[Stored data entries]
use sha2::{Digest, Sha256};

use crate::platform::DbService;

/// Digest of the connection-relevant fields of a DB service.
///
/// The password enters only as its own digest. Extra parameters are held in a
/// `BTreeMap`, so their serialization is stable regardless of insertion order.
pub fn fingerprint(service: &DbService) -> String {
    let password_digest = format!("{:x}", Sha256::digest(service.admin_password.as_bytes()));
    let material = serde_json::json!([
        service.id,
        service.host,
        service.port,
        service.admin_user,
        password_digest,
        service.additional_params,
    ]);
    format!("{:x}", Sha256::digest(material.to_string().as_bytes()))
}

#[cfg(test)]
mod tests {
    use super::*;

    fn base() -> DbService {
        DbService {
            id: "S1".into(),
            name: "orders".into(),
            db_type: "MySQL".into(),
            host: "10.0.0.5".into(),
            port: 3306,
            admin_user: "root".into(),
            admin_password: "pw".into(),
            additional_params: [("charset".to_string(), "utf8mb4".to_string())].into_iter().collect(),
            audit_enabled: false,
            active: true,
        }
    }

    #[test]
    fn equal_inputs_give_equal_digests() {
        assert_eq!(fingerprint(&base()), fingerprint(&base()));
        assert_eq!(fingerprint(&base()).len(), 64);
    }

    #[test]
    fn every_connection_field_changes_the_digest() {
        let original = fingerprint(&base());
        let variants: Vec<Box<dyn Fn(&mut DbService)>> = vec![
            Box::new(|s| s.id = "S2".into()),
            Box::new(|s| s.host = "10.0.0.6".into()),
            Box::new(|s| s.port = 3307),
            Box::new(|s| s.admin_user = "admin".into()),
            Box::new(|s| s.admin_password = "pw2".into()),
            Box::new(|s| {
                s.additional_params.insert("ssl".into(), "true".into());
            }),
            Box::new(|s| {
                s.additional_params.insert("charset".into(), "latin1".into());
            }),
        ];
        for (i, change) in variants.iter().enumerate() {
            let mut service = base();
            change(&mut service);
            assert_ne!(fingerprint(&service), original, "variant {i} kept the digest");
        }
    }

    #[test]
    fn display_only_fields_do_not_matter() {
        let mut service = base();
        service.name = "renamed".into();
        service.audit_enabled = true;
        assert_eq!(fingerprint(&service), fingerprint(&base()));
    }
}
use serde::{Deserialize, Serialize};
use url::Url;

use super::registry::RegistryError;

/// Name of the built-in fallback target that points back at the gateway
pub const SELF_TARGET_NAME: &str = "self";

/// A backend service owning one or more URL path prefixes
#[derive(Debug, Clone, PartialEq, Eq, Serialize, Deserialize)]
pub struct ProxyTarget {
    pub name: String,
    pub url: String,
    pub version: String,
    pub prefixes: Vec<String>,
}

impl ProxyTarget {
    /// Build a target after checking name, URL and prefixes
    pub fn new(
        name: impl Into<String>,
        url: impl Into<String>,
        version: impl Into<String>,
        prefixes: Vec<String>,
    ) -> Result<Self, RegistryError> {
        let name = name.into().trim().to_string();
        if name.is_empty() {
            return Err(RegistryError::InvalidName("target name must not be empty".to_string()));
        }
        if name == SELF_TARGET_NAME {
            return Err(RegistryError::InvalidName(format!("'{}' is reserved", SELF_TARGET_NAME)));
        }

        let url = url.into();
        validate_base_url(&url)?;

        if prefixes.is_empty() {
            return Err(RegistryError::InvalidPrefix("at least one prefix is required".to_string()));
        }
        let mut normalized: Vec<String> = Vec::with_capacity(prefixes.len());
        for prefix in prefixes {
            let prefix = prefix.trim().to_string();
            if !prefix.starts_with('/') || prefix.len() < 2 {
                return Err(RegistryError::InvalidPrefix(format!(
                    "prefix '{}' must start with '/' and name a path",
                    prefix
                )));
            }
            if !normalized.contains(&prefix) {
                normalized.push(prefix);
            }
        }

        Ok(Self {
            name,
            url,
            version: version.into(),
            prefixes: normalized,
        })
    }

    /// The built-in target for the gateway's own listening address
    pub fn local(self_url: impl Into<String>) -> Self {
        Self {
            name: SELF_TARGET_NAME.to_string(),
            url: self_url.into(),
            version: env!("CARGO_PKG_VERSION").to_string(),
            prefixes: Vec::new(),
        }
    }

    pub fn is_local(&self) -> bool {
        self.name == SELF_TARGET_NAME
    }

    /// First owned prefix that `path` starts with
    pub fn matching_prefix(&self, path: &str) -> Option<&str> {
        self.prefixes
            .iter()
            .map(String::as_str)
            .find(|prefix| path.starts_with(prefix))
    }

    /// Join the base URL with an already-rewritten path and query
    pub fn upstream_url(&self, path_and_query: &str) -> String {
        format!("{}{}", self.url.trim_end_matches('/'), path_and_query)
    }
}

/// Two prefixes overlap when one is a string prefix of the other
pub fn prefixes_overlap(a: &str, b: &str) -> bool {
    a.starts_with(b) || b.starts_with(a)
}

fn validate_base_url(raw: &str) -> Result<(), RegistryError> {
    let url = Url::parse(raw).map_err(|e| RegistryError::MalformedUrl(format!("{}: {}", raw, e)))?;
    if !matches!(url.scheme(), "http" | "https") {
        return Err(RegistryError::MalformedUrl(format!("{}: scheme must be http or https", raw)));
    }
    if url.host_str().is_none() {
        return Err(RegistryError::MalformedUrl(format!("{}: missing host", raw)));
    }
    if url.query().is_some() || url.fragment().is_some() {
        return Err(RegistryError::MalformedUrl(format!("{}: query and fragment are not allowed", raw)));
    }
    Ok(())
}

#[cfg(test)]
mod tests {
    use super::*;

    #[test]
    fn rejects_malformed_urls() {
        for bad in ["not a url", "ftp://files.local", "http://svc/?a=1", "unix:/tmp/sock"] {
            let err = ProxyTarget::new("svc", bad, "1.0", vec!["/svc".into()]).unwrap_err();
            assert!(matches!(err, RegistryError::MalformedUrl(_)), "{bad} -> {err:?}");
        }
    }

    #[test]
    fn normalizes_and_dedups_prefixes() {
        let target = ProxyTarget::new(" svc ", "http://svc:8080", "1.0", vec![" /svc".into(), "/svc".into()]).unwrap();
        assert_eq!(target.name, "svc");
        assert_eq!(target.prefixes, vec!["/svc".to_string()]);
    }

    #[test]
    fn rejects_bare_slash_and_relative_prefixes() {
        assert!(ProxyTarget::new("svc", "http://svc", "1", vec!["/".into()]).is_err());
        assert!(ProxyTarget::new("svc", "http://svc", "1", vec!["svc".into()]).is_err());
        assert!(ProxyTarget::new("svc", "http://svc", "1", vec![]).is_err());
    }

    #[test]
    fn self_name_is_reserved() {
        let err = ProxyTarget::new("self", "http://svc", "1", vec!["/x".into()]).unwrap_err();
        assert!(matches!(err, RegistryError::InvalidName(_)));
    }

    #[test]
    fn joins_upstream_url() {
        let target = ProxyTarget::new("svc", "http://svc:8080/", "1", vec!["/svc".into()]).unwrap();
        assert_eq!(target.upstream_url("/svc/a?b=1"), "http://svc:8080/svc/a?b=1");
    }

    #[test]
    fn overlap_is_string_prefix_in_either_direction() {
        assert!(prefixes_overlap("/api", "/api/v1"));
        assert!(prefixes_overlap("/api/v1", "/api"));
        assert!(prefixes_overlap("/a", "/a"));
        assert!(!prefixes_overlap("/api/a", "/api/b"));
    }
}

Assignment >> Begin with the first line of the records and finish with the line containing "pub fn fingerprint(service: &DbService)". Reproduce those lines exactly, both ends included, and nothing else.

Written solution >>
use sha2::{Digest, Sha256};

use crate::platform::DbService;

/// Digest of the connection-relevant fields of a DB service.
///
/// The password enters only as its own digest. Extra parameters are held in a
/// `BTreeMap`, so their serialization is stable regardless of insertion order.
pub fn fingerprint(service: &DbService) -> String {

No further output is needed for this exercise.